Their first collaboration began twenty years ago, when visual artist Maria Mercedes Martinez, put a cigar box with ten little drawings outside poet Denver Butson’s apartment door (the two lived next to each other on the top floor of a Brooklyn Heights apartment building). Butson took the little drawings and paired them with words — some from previous poems, some randomly chosen from notebooks, some written just for the drawings themselves — and added ten new sets of words on the same-sized pieces of paper and then returned the cigar box to the front of Martinez’s door. This back-and-forth continued for a few weeks, each time with the recipient responding to the ten new pieces and then adding ten additional pieces to the box. When they finished they had dozens of paired drawings/poems, which they called the cigar box project, a project which has been exhibited a few times since then, and always returned soon after to its original cigar box.

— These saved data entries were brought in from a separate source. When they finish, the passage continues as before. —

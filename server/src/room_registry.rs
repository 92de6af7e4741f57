//! Room registry owning every game session on the server
//!
//! Sessions are stored by room code. Each one sits behind its own mutex so
//! that the room's ticker and the input of both players are applied one at a
//! time, while different rooms never contend with each other. The registry
//! itself is shared behind a `RwLock` by the network layer and the room
//! loops; callers always take the registry lock before a session lock.

use crate::game::{GameOutcome, GameState, Phase};
use derive_more::{Display, Error};
use log::{debug, info};
use rand::distributions::Alphanumeric;
use rand::Rng;
use shared::{PlayerNumber, ROOM_CODE_LENGTH};
use std::collections::HashMap;
use std::sync::Arc;
use tokio::sync::Mutex;

/// How many times a colliding or missing code is retried before giving up.
pub const MAX_CODE_ATTEMPTS: usize = 32;

/// Shared handle to one room's state.
pub type SessionHandle = Arc<Mutex<GameState>>;

/// Source of room codes handed out to players.
///
/// The registry only relies on codes being strings; uniqueness among live
/// rooms is checked by the registry.
pub trait RoomCodeGenerator: Send + Sync {
    fn generate(&mut self) -> Option<String>;
}

/// Random alphanumeric codes of a fixed length.
#[derive(Debug, Clone)]
pub struct RandomRoomCode {
    length: usize,
}

impl RandomRoomCode {
    pub fn new(length: usize) -> Self {
        Self { length }
    }
}

impl Default for RandomRoomCode {
    fn default() -> Self {
        Self::new(ROOM_CODE_LENGTH)
    }
}

impl RoomCodeGenerator for RandomRoomCode {
    fn generate(&mut self) -> Option<String> {
        if self.length == 0 {
            return None;
        }

        let code = rand::thread_rng()
            .sample_iter(&Alphanumeric)
            .take(self.length)
            .map(char::from)
            .collect();

        Some(code)
    }
}

/// Why a join request was turned away.
#[derive(Debug, Display, Error, Clone, Copy, PartialEq, Eq)]
pub enum JoinRejection {
    #[display("unknown room")]
    UnknownRoom,
    #[display("room already has two players")]
    RoomFull,
}

#[derive(Debug, Display, Error, Clone, PartialEq, Eq)]
pub enum RegistryError {
    #[display("no unused room code after {attempts} attempts")]
    CodeGeneration { attempts: usize },
}

pub struct RoomRegistry {
    rooms: HashMap<String, SessionHandle>,
    codes: Box<dyn RoomCodeGenerator>,
    grid_size: i32,
}

impl RoomRegistry {
    pub fn new(grid_size: i32) -> Self {
        Self::with_generator(grid_size, Box::new(RandomRoomCode::default()))
    }

    pub fn with_generator(grid_size: i32, codes: Box<dyn RoomCodeGenerator>) -> Self {
        Self {
            rooms: HashMap::new(),
            codes,
            grid_size,
        }
    }

    /// Creates a room waiting for its second player and returns its code.
    pub fn register_new_room(&mut self) -> Result<String, RegistryError> {
        for _ in 0..MAX_CODE_ATTEMPTS {
            let Some(code) = self.codes.generate() else {
                break;
            };

            if self.rooms.contains_key(&code) {
                debug!("Room code {} already in use, retrying", code);
                continue;
            }

            let session = GameState::new(self.grid_size);
            self.rooms.insert(code.clone(), Arc::new(Mutex::new(session)));
            info!("Created room {} ({} open)", code, self.rooms.len());
            return Ok(code);
        }

        Err(RegistryError::CodeGeneration {
            attempts: MAX_CODE_ATTEMPTS,
        })
    }

    /// Seats a second player in a waiting room and starts the game.
    ///
    /// The caller is responsible for starting the room's ticker on success.
    pub async fn join_room(&self, code: &str) -> Result<PlayerNumber, JoinRejection> {
        let session = self.rooms.get(code).ok_or(JoinRejection::UnknownRoom)?;
        let mut state = session.lock().await;

        if !state.activate() {
            return Err(JoinRejection::RoomFull);
        }

        info!("Room {} is now active", code);
        Ok(PlayerNumber::Two)
    }

    /// Routes a key press to a player's snake. Unknown, waiting and finished
    /// rooms ignore input.
    pub async fn apply_input(&self, code: &str, player: PlayerNumber, key_code: u32) -> bool {
        let Some(session) = self.rooms.get(code) else {
            debug!("Input for unknown room {}", code);
            return false;
        };

        let mut state = session.lock().await;
        state.apply_input(player, key_code)
    }

    pub async fn phase(&self, code: &str) -> Option<Phase> {
        let session = self.rooms.get(code)?;
        let phase = session.lock().await.phase;
        Some(phase)
    }

    /// Removes a room and marks it finished. Safe to call more than once.
    pub async fn finish(&mut self, code: &str) -> bool {
        let Some(session) = self.rooms.remove(code) else {
            return false;
        };

        session.lock().await.finish();
        info!("Closed room {} ({} open)", code, self.rooms.len());
        true
    }

    /// Ends a room because one of its players left.
    ///
    /// Returns the outcome to announce when a game was in progress: the
    /// remaining player wins. A room still waiting for its second player is
    /// just closed.
    pub async fn abandon(&mut self, code: &str, leaver: PlayerNumber) -> Option<GameOutcome> {
        let session = self.rooms.remove(code)?;
        let mut state = session.lock().await;
        let was_active = state.is_active();
        state.finish();

        info!("Player {} left room {} ({} open)", leaver, code, self.rooms.len());

        was_active.then(|| GameOutcome::Winner(leaver.opponent()))
    }

    pub fn session(&self, code: &str) -> Option<SessionHandle> {
        self.rooms.get(code).cloned()
    }

    pub fn contains(&self, code: &str) -> bool {
        self.rooms.contains_key(code)
    }

    pub fn len(&self) -> usize {
        self.rooms.len()
    }

    pub fn is_empty(&self) -> bool {
        self.rooms.is_empty()
    }
}

#[cfg(test)]
mod tests {
    use super::*;
    use shared::{Velocity, GRID_SIZE, KEY_LEFT, KEY_RIGHT, KEY_UP};
    use std::collections::VecDeque;

    struct FixedCodes(VecDeque<&'static str>);

    impl RoomCodeGenerator for FixedCodes {
        fn generate(&mut self) -> Option<String> {
            self.0.pop_front().map(str::to_string)
        }
    }

    fn fixed(codes: &[&'static str]) -> RoomRegistry {
        RoomRegistry::with_generator(GRID_SIZE, Box::new(FixedCodes(codes.iter().copied().collect())))
    }

    #[test]
    fn test_random_room_code_shape() {
        let mut generator = RandomRoomCode::default();
        let code = generator.generate().unwrap();

        assert_eq!(code.len(), ROOM_CODE_LENGTH);
        assert!(code.chars().all(|c| c.is_ascii_alphanumeric()));
        assert_eq!(RandomRoomCode::new(0).generate(), None);
    }

    #[test]
    fn test_register_new_room() {
        let mut registry = fixed(&["ABCDE"]);

        let code = registry.register_new_room().unwrap();
        assert_eq!(code, "ABCDE");
        assert!(registry.contains("ABCDE"));
        assert_eq!(registry.len(), 1);

        let session = registry.session("ABCDE").unwrap();
        let state = tokio_test::block_on(session.lock());
        assert_eq!(state.phase, Phase::AwaitingSecondPlayer);
        assert_eq!(state.grid_size, GRID_SIZE);
    }

    #[test]
    fn test_register_skips_codes_in_use() {
        let mut registry = fixed(&["AAAAA", "AAAAA", "BBBBB"]);

        assert_eq!(registry.register_new_room().unwrap(), "AAAAA");
        assert_eq!(registry.register_new_room().unwrap(), "BBBBB");
        assert_eq!(registry.len(), 2);
    }

    #[test]
    fn test_register_fails_when_generator_runs_dry() {
        let mut registry = fixed(&[]);

        let err = registry.register_new_room().unwrap_err();
        assert_eq!(
            err,
            RegistryError::CodeGeneration {
                attempts: MAX_CODE_ATTEMPTS
            }
        );
        assert!(registry.is_empty());
    }

    #[test]
    fn test_two_rooms_are_independent() {
        let mut registry = RoomRegistry::new(GRID_SIZE);

        let first = registry.register_new_room().unwrap();
        let second = registry.register_new_room().unwrap();
        assert_ne!(first, second);

        let a = registry.session(&first).unwrap();
        let b = registry.session(&second).unwrap();
        assert!(!Arc::ptr_eq(&a, &b));

        tokio_test::block_on(async {
            assert_eq!(registry.join_room(&first).await, Ok(PlayerNumber::Two));
            assert_eq!(a.lock().await.phase, Phase::Active);
            assert_eq!(b.lock().await.phase, Phase::AwaitingSecondPlayer);
        });
    }

    #[tokio::test]
    async fn test_phase_follows_room_lifecycle() {
        let mut registry = fixed(&["ROOM1"]);
        let code = registry.register_new_room().unwrap();

        assert_eq!(registry.phase(&code).await, Some(Phase::AwaitingSecondPlayer));
        registry.join_room(&code).await.unwrap();
        assert_eq!(registry.phase(&code).await, Some(Phase::Active));
        registry.finish(&code).await;
        assert_eq!(registry.phase(&code).await, None);
    }

    #[tokio::test]
    async fn test_join_unknown_room() {
        let registry = fixed(&[]);
        assert_eq!(registry.join_room("nope").await, Err(JoinRejection::UnknownRoom));
    }

    #[tokio::test]
    async fn test_join_full_room() {
        let mut registry = fixed(&["ROOM1"]);
        let code = registry.register_new_room().unwrap();

        assert_eq!(registry.join_room(&code).await, Ok(PlayerNumber::Two));
        assert_eq!(registry.join_room(&code).await, Err(JoinRejection::RoomFull));

        let session = registry.session(&code).unwrap();
        assert_eq!(session.lock().await.phase, Phase::Active);
    }

    #[tokio::test]
    async fn test_apply_input_only_when_active() {
        let mut registry = fixed(&["ROOM1"]);
        let code = registry.register_new_room().unwrap();

        assert!(!registry.apply_input(&code, PlayerNumber::One, KEY_RIGHT).await);

        registry.join_room(&code).await.unwrap();
        assert!(registry.apply_input(&code, PlayerNumber::One, KEY_RIGHT).await);
        assert!(registry.apply_input(&code, PlayerNumber::Two, KEY_UP).await);
        assert!(!registry.apply_input(&code, PlayerNumber::One, KEY_LEFT).await);
        assert!(!registry.apply_input("other", PlayerNumber::One, KEY_UP).await);

        let session = registry.session(&code).unwrap();
        let state = session.lock().await;
        assert_eq!(state.player(PlayerNumber::One).velocity, Velocity::RIGHT);
        assert_eq!(state.player(PlayerNumber::Two).velocity, Velocity::UP);
    }

    #[tokio::test]
    async fn test_finish_is_idempotent_and_blocks_input() {
        let mut registry = fixed(&["ROOM1"]);
        let code = registry.register_new_room().unwrap();
        registry.join_room(&code).await.unwrap();
        let session = registry.session(&code).unwrap();

        assert!(registry.finish(&code).await);
        assert!(!registry.finish(&code).await);
        assert!(!registry.contains(&code));
        assert!(registry.session(&code).is_none());

        assert!(!registry.apply_input(&code, PlayerNumber::One, KEY_RIGHT).await);

        let mut state = session.lock().await;
        assert_eq!(state.phase, Phase::Finished);
        assert!(!state.apply_input(PlayerNumber::One, KEY_RIGHT));
        assert!(state.player(PlayerNumber::One).velocity.is_rest());
    }

    #[tokio::test]
    async fn test_abandon_active_room_awards_opponent() {
        let mut registry = fixed(&["ROOM1"]);
        let code = registry.register_new_room().unwrap();
        registry.join_room(&code).await.unwrap();

        assert_eq!(
            registry.abandon(&code, PlayerNumber::Two).await,
            Some(GameOutcome::Winner(PlayerNumber::One))
        );
        assert!(!registry.contains(&code));
        assert_eq!(registry.abandon(&code, PlayerNumber::Two).await, None);
    }

    #[tokio::test]
    async fn test_abandon_waiting_room_just_closes() {
        let mut registry = fixed(&["ROOM1"]);
        let code = registry.register_new_room().unwrap();

        assert_eq!(registry.abandon(&code, PlayerNumber::One).await, None);
        assert!(registry.is_empty());
    }

    #[test]
    fn test_rejection_messages() {
        assert_eq!(JoinRejection::UnknownRoom.to_string(), "unknown room");
        assert_eq!(JoinRejection::RoomFull.to_string(), "room already has two players");
        assert_eq!(
            RegistryError::CodeGeneration { attempts: 3 }.to_string(),
            "no unused room code after 3 attempts"
        );
    }
}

A few years after this collaboration, Butson moved away from that building, and the two stayed in touch but did not collaborate again until 2015, when Martinez, then studying coding, had the idea to create a simple and singular website, in which a visitor would enter a phone number, which immediately lead to that phone ringing, and whoever answered that phone would hear Butson reading a short poem. This project, Mechanical Bird (a title borrowed from Butson’s second book of poems Mechanical Birds), reached hundreds of people, some sending themselves a poem and some having the website phone a friend as far away as Sweden or Japan.

in which we all kiss something secretly is the third collaboration of these friends and artists over the past twenty years. Like the previous two projects, in which we all kiss something secretly marries the two artists’ work in somewhat random and indirect ways. Martinez’s photo boxes combine snapshots she takes on her way to work or walks through the city with handmade wooden boxes and a small LED lights to create glowing, quiet, meditative moments of singularity in our increasingly sense-scattered world. Almost like a peered-into viewmaster or a photo booth of times past, the photo boxes take these isolated moments and hold them still. Butson’s words, all taken from a series of poems using the repeated opening “in which,” accompany each photo box and add a discursive, dream-like narrative or context to what seems like random, unrelated images.

Collectively, in which we all kiss something secretly as an exhibition can be viewed and read however the viewer chooses — left to right, right to left, randomly — to find whatever meaning there is in these seemingly random images with almost their accidental pairings of poetry. Martinez and Butson have also produced a book of this project, where a fully-realized poem of these fragments is paired with the photographs of the boxes.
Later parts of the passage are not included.